A commercial area during the Republican period, the accelerated
deterioration of old businesses and fleabag hotels, many of them closed
and propped up, adds a grim note to an urban node that seems marked by
misfortune: Central Havana, crowded with inhabitants, right now seems a
municipality condemned to disappear.

It's enough to walk down any of its crowded streets to feel surrounded
by this kind of agony of crumbling bricks, peeling plaster, broken
sewers, an environment of filth, overflowing trash bins, unpainted
buildings, debris, the intense odor of accumulated poverty, at times
ill-concealed by the efforts of this or that stubborn resident, who
tries to maintain the little piece that he or she miraculously and
precariously inhabits safe from the extinction that is upon us.

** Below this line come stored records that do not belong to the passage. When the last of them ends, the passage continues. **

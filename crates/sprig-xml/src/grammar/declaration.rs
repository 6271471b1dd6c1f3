//! Encoding declarations and the XML declaration:
//!
//! ```text
//! encoding = 'UTF-8'
//! <?xml version='1.0' encoding='UTF-8' standalone='yes' ?>
//! ```
//!
//! The XML declaration is valid only if its embedded encoding declaration
//! is; both are judged from the journal after the match.

use std::cell::Cell;

use sprig_syntax::{CharSet, Journal, Rule};

use super::{Delivery, Node, journal_valid, major, minor, node_valid};
use crate::action::{Quote, XmlAction};
use crate::chars::{enc_name_rest, equals, quote, skip_to_nul, skip_to_quote, spaces, version_char};
use crate::receivers::{EncodingDeclReceiver, XmlDeclarationReceiver};

pub struct EncodingDeclGrammar {
    rule: Rule<XmlAction>,
    valid: Cell<bool>,
}

impl EncodingDeclGrammar {
    pub fn new() -> Self {
        let enc_name = Rule::set(CharSet::alpha())
            .then(Rule::set(enc_name_rest()).repeat())
            .action(XmlAction::EncName)
            .prepare(major("Did not find ending quote for encoding."));
        let quoted = |q: Quote| {
            let (opened, skipped) = match q {
                Quote::Single => (
                    major("Found starting single quote but no content for encoding."),
                    major("Unable to parse single-quoted encoding - skipping rest of content."),
                ),
                Quote::Double => (
                    major("Found starting double quote but no content for encoding."),
                    major("Unable to parse double-quoted encoding - skipping rest of content."),
                ),
            };
            let skip = skip_to_quote(q)
                .action(XmlAction::Invalid)
                .pop()
                .send_now(skipped);
            quote(q)
                .action(XmlAction::Quote(q))
                .prepare(opened)
                .then(enc_name.clone().then(quote(q).cancel()).or(skip))
        };

        let value = equals()
            .prepare(major("Did not find name for encoding."))
            .then(quoted(Quote::Double).or(quoted(Quote::Single)));
        let skip = skip_to_nul()
            .action(XmlAction::Invalid)
            .send_now(minor("Encoding has invalid format."))
            .pop();

        Self {
            rule: Rule::literal("encoding")
                .push(minor("Did not find equal sign for encoding."))
                .then(value.or(skip))
                .action(XmlAction::EncodingDecl),
            valid: Cell::new(false),
        }
    }

    pub fn rule(&self) -> &Rule<XmlAction> {
        &self.rule
    }

    pub fn is_valid(&self) -> bool {
        self.valid.get()
    }

    pub(crate) fn replay<R>(
        &self,
        journal: &Journal<'_, '_, XmlAction>,
        receiver: &mut R,
        out: &mut Delivery,
    ) -> bool
    where
        R: EncodingDeclReceiver + ?Sized,
    {
        for node in journal.nodes() {
            deliver_encoding(&node, receiver, out);
        }
        let valid = journal_valid(journal);
        self.valid.set(valid);
        valid
    }
}

impl Default for EncodingDeclGrammar {
    fn default() -> Self {
        Self::new()
    }
}

fn deliver_encoding<R>(node: &Node<'_, '_>, receiver: &mut R, out: &mut Delivery) -> bool
where
    R: EncodingDeclReceiver + ?Sized,
{
    if !matches!(node.action(), XmlAction::EncodingDecl) {
        return false;
    }
    let mut single = false;
    for child in node.children() {
        match *child.action() {
            XmlAction::Quote(q) => single = q.is_single(),
            XmlAction::EncName => out.call("set_enc_name", || receiver.set_enc_name(child.span())),
            _ => {}
        }
    }
    let valid = node_valid(node);
    out.call("done_encoding_decl", || {
        receiver.done_encoding_decl(valid, single, node.span())
    });
    true
}

pub struct XmlDeclarationGrammar {
    rule: Rule<XmlAction>,
    valid: Cell<bool>,
}

impl XmlDeclarationGrammar {
    /// `encoding` is the shared encoding declaration rule.
    pub fn new(encoding: &Rule<XmlAction>) -> Self {
        let version_number = Rule::set(version_char()).repeat1();
        let version_quoted = |q: Quote| {
            let (opened, skipped) = match q {
                Quote::Single => (
                    major("Found starting single quote but no content for version number."),
                    major("Unable to parse single-quoted version number - skipping rest of content."),
                ),
                Quote::Double => (
                    major("Found starting double quote but no content for version number."),
                    major("Unable to parse double-quoted version number - skipping rest of content."),
                ),
            };
            let number = version_number
                .clone()
                .action(XmlAction::VersionNumber(q))
                .prepare(major("Expected ending quote after version number in xml declaration."));
            let skip = skip_to_quote(q)
                .action(XmlAction::Invalid)
                .pop()
                .send_now(skipped);
            quote(q)
                .push(opened)
                .then(number.then(quote(q).cancel()).or(skip))
        };
        let version = Rule::seq([
            spaces()
                .then(Rule::literal("version"))
                .prepare(major("Found version keyword but no equal sign in xml declaration.")),
            Rule::byte(b'=').prepare(major(
                "Expected version number in single or double quotes after equal sign in xml declaration.",
            )),
            version_quoted(Quote::Single).or(version_quoted(Quote::Double)),
        ]);

        let standalone_value = |yes: bool, q: Quote| {
            let word = if yes { "yes" } else { "no" };
            let mark = q.byte() as char;
            Rule::literal(format!("{mark}{word}{mark}")).action(XmlAction::Standalone { yes, quote: q })
        };
        let standalone = Rule::seq([
            spaces()
                .then(Rule::literal("standalone"))
                .prepare(major("Found standalone keyword but no equal sign.")),
            Rule::byte(b'=').prepare(major("Found equal sign for standalone declaration but no value.")),
            Rule::choice([
                standalone_value(true, Quote::Single),
                standalone_value(true, Quote::Double),
                standalone_value(false, Quote::Single),
                standalone_value(false, Quote::Double),
            ]),
        ]);

        let body = Rule::seq([
            version,
            spaces().then(encoding.clone()).optional(),
            standalone.optional(),
            spaces().optional(),
            Rule::literal("?>").cancel(),
        ]);
        let skip = skip_to_nul()
            .action(XmlAction::Invalid)
            .send_now(minor("Unable to parse xml declaration."))
            .pop();

        Self {
            rule: Rule::literal("<?xml")
                .push(major("Found start of XML declaration, but no content."))
                .then(body.or(skip))
                .action(XmlAction::XmlDeclaration),
            valid: Cell::new(false),
        }
    }

    pub fn rule(&self) -> &Rule<XmlAction> {
        &self.rule
    }

    pub fn is_valid(&self) -> bool {
        self.valid.get()
    }

    pub(crate) fn replay<R>(
        &self,
        journal: &Journal<'_, '_, XmlAction>,
        receiver: &mut R,
        out: &mut Delivery,
    ) -> bool
    where
        R: XmlDeclarationReceiver + ?Sized,
    {
        for node in journal.nodes() {
            if !matches!(node.action(), XmlAction::XmlDeclaration) {
                continue;
            }
            for child in node.children() {
                match *child.action() {
                    XmlAction::VersionNumber(q) => out.call("set_version_number", || {
                        receiver.set_version_number(q.is_single(), child.span())
                    }),
                    XmlAction::Standalone { yes, quote } => out.call("set_is_standalone", || {
                        receiver.set_is_standalone(yes, quote.is_single())
                    }),
                    _ => {
                        deliver_encoding(&child, receiver, out);
                    }
                }
            }
            let valid = node_valid(&node);
            out.call("done_xml_declaration", || {
                receiver.done_xml_declaration(valid, node.span())
            });
        }
        let valid = journal_valid(journal);
        self.valid.set(valid);
        valid
    }
}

Only a miracle could save Central Havana, but where would it come from?
Perhaps from God? From the government-executioner itself? From its
wretched people? There are ever more buildings that succumb and fall to
the ground, usually taking with them the life of some stubborn resident
who refused to give up his home. Ever more vacant spaces are opening in
its neighborhoods and in the hopes of its inhabitants.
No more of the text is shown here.